---------- EXERCISE DATA
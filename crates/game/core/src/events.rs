//! Discrete events emitted by the core.
//!
//! The world buffers events during a tick; the embedding layer drains the
//! buffer and fans out to whatever subscribes (presentation, logging,
//! tests). The core never depends on anyone consuming them.

use crate::combat::AttackReport;
use crate::action::ActionType;
use crate::faction::ClanId;
use crate::world::AgentId;

/// One observable occurrence inside the core.
#[derive(Clone, Copy, Debug, PartialEq)]
pub enum GameEvent {
    /// An action request was accepted and became active.
    ActionStarted { agent: AgentId, action: ActionType },
    /// The active action slot was cleared back to idle.
    ActionFinished { agent: AgentId },
    /// Health points changed (damage or level-up rescale).
    HealthChanged {
        agent: AgentId,
        points: i32,
        max_points: i32,
    },
    /// One attack attempt resolved against `target`.
    Attack {
        target: AgentId,
        report: AttackReport,
    },
    /// A clan struck its own allies and turned Rogue.
    ClanWentRogue { clan: ClanId },
    /// The agent's health reached zero.
    Died { agent: AgentId },
    /// Experience crossed a level threshold.
    LeveledUp { agent: AgentId, level: u32 },
    /// The post-death grace period expired; the agent is gone.
    Despawned { agent: AgentId },
}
--------------------
• [WHAT YOU NEED TO DO]:
All entries must be given again exactly.

• [SOLUTION FOR THIS PROBLEM]:
filename crates/game/core/src/events.rs
//! Discrete events emitted by the core.
//!
//! The world buffers events during a tick; the embedding layer drains the
//! buffer and fans out to whatever subscribes (presentation, logging,
//! tests). The core never depends on anyone consuming them.

use crate::combat::AttackReport;
use crate::action::ActionType;
use crate::faction::ClanId;
use crate::world::AgentId;

/// One observable occurrence inside the core.
#[derive(Clone, Copy, Debug, PartialEq)]
pub enum GameEvent {
    /// An action request was accepted and became active.
    ActionStarted { agent: AgentId, action: ActionType },
    /// The active action slot was cleared back to idle.
    ActionFinished { agent: AgentId },
    /// Health points changed (damage or level-up rescale).
    HealthChanged {
        agent: AgentId,
        points: i32,
        max_points: i32,
    },
    /// One attack attempt resolved against `target`.
    Attack {
        target: AgentId,
        report: AttackReport,
    },
    /// A clan struck its own allies and turned Rogue.
    ClanWentRogue { clan: ClanId },
    /// The agent's health reached zero.
    Died { agent: AgentId },
    /// Experience crossed a level threshold.
    LeveledUp { agent: AgentId, level: u32 },
    /// The post-death grace period expired; the agent is gone.
    Despawned { agent: AgentId },
}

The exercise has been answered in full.